Inhibition of β-catenin-dependent transcription rescues cardiac differentiation in FHL2-ESC-EBs. (A): Schematic representation of in vitro cardiogenesis in embryonic stem cell (ESC)-EBs upon 5 μmol/l QC application from day 9 or 11 of differentiation. Cells were harvested at day 16 of differentiation for analysis. (B): Transcriptional effect of quercetin treatment on differentiating FHL2-ESCs. qPCR analysis showed unchanged β-catenin expression but reduced levels of upregulated Tcf4 and Igfbp5 expression in FHL2-ESC-EBs upon quercetin treatment in comparison to untreated FHL2-ESC-EBs following 16 days of differentiation. mRNA levels were normalized to Gapdh. (C): Blocking β-catenin transcriptional upregulation via quercetin increased the expression of cardiomyocyte genes in FHL2-ESC-EBs.

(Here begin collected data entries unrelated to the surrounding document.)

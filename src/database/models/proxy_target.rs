use chrono::{DateTime, Utc};
use sqlx::FromRow;

use crate::proxy::ProxyTarget;

/// Row of the `proxy_targets` table; `position` keeps registration order
#[derive(Debug, Clone, FromRow)]
pub struct ProxyTargetRow {
    pub name: String,
    pub url: String,
    pub version: String,
    pub prefixes: Vec<String>,
    pub position: i64,
    pub updated_at: DateTime<Utc>,
}

impl From<ProxyTargetRow> for ProxyTarget {
    fn from(row: ProxyTargetRow) -> Self {
        ProxyTarget {
            name: row.name,
            url: row.url,
            version: row.version,
            prefixes: row.prefixes,
        }
    }
}
use async_trait::async_trait;

use super::manager::DatabaseError;
use super::models::remote_connection::{ConnectionKey, RemoteConnection};
use crate::proxy::ProxyTarget;

/// Durable home of the target registry
#[async_trait]
pub trait TargetStore: Send + Sync {
    /// All targets in registration order
    async fn load(&self) -> Result<Vec<ProxyTarget>, DatabaseError>;

    /// Replace the stored list; the slice order is the registration order
    async fn save_all(&self, targets: &[ProxyTarget]) -> Result<(), DatabaseError>;
}

/// Durable cache of connections that exist on the workbench
#[async_trait]
pub trait ConnectionStore: Send + Sync {
    async fn list_for_user(&self, user_id: &str) -> Result<Vec<RemoteConnection>, DatabaseError>;

    async fn find_by_remote_id(&self, remote_connection_id: &str) -> Result<Option<RemoteConnection>, DatabaseError>;

    async fn upsert(&self, connection: &RemoteConnection) -> Result<(), DatabaseError>;

    async fn delete(&self, key: &ConnectionKey) -> Result<(), DatabaseError>;

    /// Remove every row of a user, returning how many were removed
    async fn delete_for_user(&self, user_id: &str) -> Result<u64, DatabaseError>;
}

Quercetin treatment at day 11 reversed the decreased αMHC-GFP expression during cardiac differentiation in FHL2-ESC-EBs (triangles and discontinues red lines) in comparison to untreated FHL2-ESC-EBs (dots and continues red lines) expressed as percentages of total EBs. Quercetin did not affect expression of αMHC-GFP in wild-type-ESC-EBs (black lines). Representative confocal immunofluorescence pictures of the αMHC-GFP expression are shown (right). (D): Flow cytometry shows a rescue in upregulation of NKX2.5 as well as in downregulation of α-MHC-GFP/α-sarcomeric-actinin-expressing cells in FHL2-ESC-EBs compared to untreated FHL2-ESC-EBs at 16 days of differentiation. Data represent mean ± SEM; (B): n = 6, (C): n = 10, (D): n = 3, ***, p < .001 (ANOVA; Bonferroni's multiple comparison test). Scale bar = 100 μm. Abbreviations: EB, embryoid body; FHL2, four-and-a-half-LIM-domain 2; GFP, green fluorescent protein; QC, quercetin.

Figure 7

Transient overexpression of FHL2 enhances cardiogenesis in P19 cells in vitro. (A): Schematic representation of differentiation protocol for in vitro cardiogenesis. P19 cells were differentiated in the presence of Dimethyl sulfoxide (DMSO) and harvested for analysis following 1, 2, and 10 days of differentiation. (B): Transient upregulation of FHL2, β-catenin, and its target gene Tcf4 in P19 cells transfected with a FHL2-expressing plasmid (FHL2) as demonstrated by qPCR analysis 24 hours post-transfection. (C): Increased early cardiogenic commitment in FHL2-P19-EBs transiently expressing cells. Significant loss of the pluripotent marker Oct4 and increase of the early cardiogenic markers Igfbp5, Nkx2.5, and Tbx5 following 2 days of differentiation in FHL2-EBs compared to control-EBs (CT) as shown by qPCR analysis. mRNA levels were normalized to Gapdh. (D): Increased cardiogenesis in P19-EBs transiently expressing FHL2. Augmentation of beating EB numbers was observed along cardiac differentiation of FHL2-P19 cells in comparison to CT. (E): Significant downregulation of Igfbp5 expression and augmentation of cTnt expression normalized to Gapdh was observed in FHL2-P19-EBs following 10 days of differentiation. (F): cTNT (red) expression analyzed by immunofluorescence microscopy following 10 days of differentiation showing increased cTNT cell number (as percentage of total DAPI-positive cells) in FHL2-P19 cells. Representative pictures are depicted. DAPI (blue) was used for nuclear staining. Data represent mean ± SEM; B, C, E, and F: n = 6, D: n = 9, *, p < .05; **, p < .01 (two-tailed Student's t test). Scale bar = 50 μm. Abbreviations: cTNT, cardiac troponin T; DAPI, 4′,6-diamidino-2-phenylindole; EB, embryoid body; FHL2, four-and-a-half-LIM-domain 2.